A few things to consider before watching the video, below:

Most of the time we are looking into a mirror straight-on. We brush our teeth, wash our faces, or comb our hair, all while looking at our faces and the fronts of our bodies. In this orientation is easy to think that the reflection is doing the same thing as us.

But remember, the mirror can reflect all sides of our bodies.  As you watch this video you will see Groucho and Harpo directly facing the "mirror" but also walking along the length of the mirror (shoulders to the mirror line) and turning toward and away from the mirror. There's even a fun bit where their bottoms are closer to the mirror than their heads!

In Math in Your Feet, children reflect their dance patterns by deciding who will dance the original pattern and who will reflect that pattern; the reflection changes the original pattern in small but very important ways.  Based on the narrative arc in this particular video, Groucho is the homeowner (original) and Harpo an interloper (reflection).  As you watch, ask yourself:

When is the reflection doing the same thing as the original?

When is the reflection doing the opposite of the original?

I'll give you a couple examples to get you started. When Groucho first sees his 'reflection' in the 'mirror' they both move in toward the mirror and then away from the mirror. In this case they are doing the same thing. Then, still facing each other, Groucho's right hand goes to his chin, but it is his reflection's left hand that goes up. Both hands go up to the chins, but they are using opposite hands.

One more example: At 0:35 Groucho turns away from the mirror over his right shoulder, for a total distance of 180°. Harpo also turns 180°, but over his left shoulder.

How many examples of same and opposite can you find? Can you find any mistakes? I had a hard time tracking if they were using opposite rights and lefts in their footwork, for example. Have fun and don't forget to try out some of the activities listed below when you're done watching!

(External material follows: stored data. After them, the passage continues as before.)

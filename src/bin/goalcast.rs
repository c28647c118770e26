use std::env;
use std::error::Error;
use std::fs;
use std::path::PathBuf;

use anyhow::bail;
use clap::Parser;
use stanza::renderer::console::Console;
use stanza::renderer::Renderer;
use tracing::{debug, info, warn};

use goalcast::domain::{RatingPair, Winner};
use goalcast::form::FormGuide;
use goalcast::market::{Market, OddsTriple};
use goalcast::model::{Config, MatchRequest, Predictor};
use goalcast::print;

/// Forecast a match outcome from bookmaker odds and/or Elo-style ratings.
///
/// Example: goalcast --home "Barcelona" --away "Club Brugge" --odds 1.57,3.90,5.19
#[derive(Debug, clap::Parser, Clone)]
struct Args {
    /// home team name
    #[clap(long)]
    home: String,

    /// away team name
    #[clap(long)]
    away: String,

    /// decimal odds as home,draw,away
    #[clap(short = 'o', long, value_parser = parse_odds)]
    odds: Option<OddsTriple>,

    /// strength ratings as home,away
    #[clap(short = 'r', long, value_parser = parse_ratings)]
    ratings: Option<RatingPair>,

    /// JSON file mapping team names to recent-form multipliers
    #[clap(short = 'f', long)]
    form: Option<PathBuf>,

    /// emit the prediction as JSON instead of a table
    #[clap(long)]
    json: bool,
}
impl Args {
    fn validate(&self) -> anyhow::Result<()> {
        if self.odds.is_none() && self.ratings.is_none() {
            bail!("either the -o or the -r flag must be specified");
        }
        Ok(())
    }
}

fn parse_odds(value: &str) -> Result<OddsTriple, String> {
    let fields = parse_fields(value, 3)?;
    Ok(OddsTriple::new(fields[0], fields[1], fields[2]))
}

fn parse_ratings(value: &str) -> Result<RatingPair, String> {
    let fields = parse_fields(value, 2)?;
    Ok(RatingPair::new(fields[0], fields[1]))
}

fn parse_fields(value: &str, arity: usize) -> Result<Vec<f64>, String> {
    let fields = value
        .split(',')
        .map(|field| field.trim().parse::<f64>())
        .collect::<Result<Vec<_>, _>>()
        .map_err(|err| format!("{err} in '{value}'"))?;
    if fields.len() != arity {
        return Err(format!("expected {arity} comma-separated values in '{value}'"));
    }
    Ok(fields)
}

fn main() -> Result<(), Box<dyn Error>> {
    if env::var("RUST_BACKTRACE").is_err() {
        env::set_var("RUST_BACKTRACE", "full")
    }
    if env::var("RUST_LOG").is_err() {
        env::set_var("RUST_LOG", "info")
    }
    tracing_subscriber::fmt::init();

    let args = Args::parse();
    args.validate()?;
    debug!("args: {args:?}");

    let form = match &args.form {
        Some(path) => Some(serde_json::from_str::<FormGuide>(&fs::read_to_string(path)?)?),
        None => None,
    };

    if let Some(odds) = args.odds {
        let market = Market::fit(odds)?;
        debug!("implied probabilities: {:?}", market.probs);
        info!("bookmaker overround: {:.4}", market.overround);
    }

    let predictor = Predictor::try_from(Config::default())?;
    let prediction = predictor.predict(&MatchRequest {
        home_team: &args.home,
        away_team: &args.away,
        odds: args.odds,
        ratings: args.ratings,
        form: form.as_ref(),
    })?;

    if prediction.expected_goals.is_degenerate() {
        warn!(
            "degenerate scoring rates {:.4}/{:.4}; forecast is a near-point mass",
            prediction.expected_goals.home, prediction.expected_goals.away
        );
    }

    let winner_prob = match prediction.winner {
        Winner::Home => prediction.probs.home,
        Winner::Draw => prediction.probs.draw,
        Winner::Away => prediction.probs.away,
    };
    info!(
        "{} vs {}: {} ({:.1}%), expected goals {:.2}-{:.2}",
        prediction.home_team,
        prediction.away_team,
        prediction.winner,
        winner_prob * 100.0,
        prediction.expected_goals.home,
        prediction.expected_goals.away
    );

    if args.json {
        println!("{}", serde_json::to_string_pretty(&prediction)?);
    } else {
        println!("{}", Console::default().render(&print::tabulate(&prediction)));
    }
    Ok(())
}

How'd you do? Ready for a little application of the concepts?

Try this at home:
Put a line of tape on the floor. This is your mirror, otherwise known as a line of reflection.
Decide who will be the original and who will be the reflection.
To start, the reflection has to be the same distance from the mirror line as the original.
Move slowly at first so the reflection has a better chance of accuracy.
Most important: don't forget to experiment with having different sides of your body be 'reflected' in the mirror.

Extra challenge:
Make up a short piece of choreography with a variety of moves and levels (high, medium and low).  In Math in Your Feet, the foot based patterns are units of four steady beats.  See if you can make a four- or eight-beat combination of moves using your whole body. 
Both people practice doing this choreography congruently (everything the same).
Then, do the choreography with the line between you. The original needs to move slowly while the reflection figures out what parts of the choreography needs to change (hint: everything is the same except the reflection uses opposite rights and lefts).
When you're well-practiced and have it a tempo that both people can do comfortably, show off your work!

Extra, extra challenge:
Perform your choreography with your partner first congruently (everything the same) and then reflected (opposite rights and lefts).
If you want a triple challenge, change roles and have the other person become the reflection.

Friday, October 28, 2011

Friday Fun! Video of Some Awesome Dancing

Melody Cameron is one of my favorite dancers, and a former teacher of mine. She is from Cape Breton Island, Nova Scotia, Canada and has her own particular, fluid, musical style of Cape Breton step dance.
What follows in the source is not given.